Bibhitaki (Beleric myrobalan) as per Ayurveda helps in the removal of intestinal mucus and ama that makes metabolism sluggish. It is rich in antioxidants like ellagic acid, flavonoids that support healthy blood sugar levels, and sensitivity to insulin. They also have anti-inflammatory properties.
These three fruits help tone, cleanse, stimulate, and rejuvenate the digestive tract. You can try Triphala in powder, tablet, and tincture form.
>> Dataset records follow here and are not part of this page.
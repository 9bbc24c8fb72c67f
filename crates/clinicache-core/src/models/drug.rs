// openFDA drug label payloads. Every field is optional upstream, so everything
// defaults and accessors fall back to placeholder text.

use serde::{Deserialize, Serialize};

#[derive(Debug, Clone, Default, PartialEq, Serialize, Deserialize)]
#[cfg_attr(feature = "ts", derive(ts_rs::TS), ts(export))]
pub struct DrugSearchResponse {
    #[serde(default)]
    pub meta: Option<DrugMeta>,
    #[serde(default)]
    pub results: Vec<DrugLabel>,
}

#[derive(Debug, Clone, Default, PartialEq, Serialize, Deserialize)]
#[cfg_attr(feature = "ts", derive(ts_rs::TS), ts(export))]
pub struct DrugMeta {
    #[serde(default)]
    pub disclaimer: Option<String>,
    #[serde(default)]
    pub last_updated: Option<String>,
    #[serde(default)]
    pub results: Option<ResultPage>,
}

#[derive(Debug, Clone, Default, PartialEq, Eq, Serialize, Deserialize)]
#[cfg_attr(feature = "ts", derive(ts_rs::TS), ts(export))]
pub struct ResultPage {
    #[serde(default)]
    pub skip: u64,
    #[serde(default)]
    pub limit: u64,
    #[serde(default)]
    pub total: u64,
}

#[derive(Debug, Clone, Default, PartialEq, Eq, Serialize, Deserialize)]
#[cfg_attr(feature = "ts", derive(ts_rs::TS), ts(export))]
pub struct OpenFda {
    #[serde(default)]
    pub brand_name: Vec<String>,
    #[serde(default)]
    pub generic_name: Vec<String>,
}

#[derive(Debug, Clone, Default, PartialEq, Eq, Serialize, Deserialize)]
#[cfg_attr(feature = "ts", derive(ts_rs::TS), ts(export))]
pub struct DrugLabel {
    #[serde(default)]
    pub openfda: Option<OpenFda>,
    #[serde(default)]
    pub indications_and_usage: Vec<String>,
    #[serde(default)]
    pub dosage_and_administration: Vec<String>,
    #[serde(default)]
    pub warnings: Vec<String>,
}

impl DrugSearchResponse {
    pub fn empty() -> Self {
        Self::default()
    }

    pub fn is_empty(&self) -> bool {
        self.results.is_empty()
    }
}

impl DrugLabel {
    pub fn brand_name(&self) -> &str {
        self.openfda
            .as_ref()
            .and_then(|o| o.brand_name.first())
            .map(String::as_str)
            .unwrap_or("Name not available")
    }

    pub fn generic_name(&self) -> &str {
        self.openfda
            .as_ref()
            .and_then(|o| o.generic_name.first())
            .map(String::as_str)
            .unwrap_or("Generic name not available")
    }

    pub fn indications(&self) -> &str {
        self.indications_and_usage
            .first()
            .map(String::as_str)
            .unwrap_or("No indications information available")
    }

    pub fn dosage(&self) -> &str {
        self.dosage_and_administration
            .first()
            .map(String::as_str)
            .unwrap_or("No dosage information available")
    }

    pub fn warning(&self) -> &str {
        self.warnings
            .first()
            .map(String::as_str)
            .unwrap_or("No warnings available")
    }
}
You can read more about triphala benefits for your immune system here.
Additional tips to reduce bloating caused by Vata imbalance
- Have your meals when you are hungry and avoid snacking.
- Have a gap of at least 3 hours between meals.
- Make sure you avoid practices that dampen digestive Agni like eating processed, frozen or junk foods, coffee, foods with preservatives and artificial colors, and irregular sleep cycles.
- Make sure you also consume alkaline foods to counter weak Agni.
- Warm water with fennel seeds or ginger can help calm down Vata aggravation and bloating.
- For stronger digestion, it is important to eat mindfully and chew your food well, so the digestive juices released by the mouth can work well for total absorption and assimilation of food into the body for nourishment.
- Avoid drinking water immediately after meals. If needed, you can have a sip or two during the meal to wash down food stuck in the throat. Drinking water before a meal can also kill appetite. You can have water after 30 minutes of having your meal.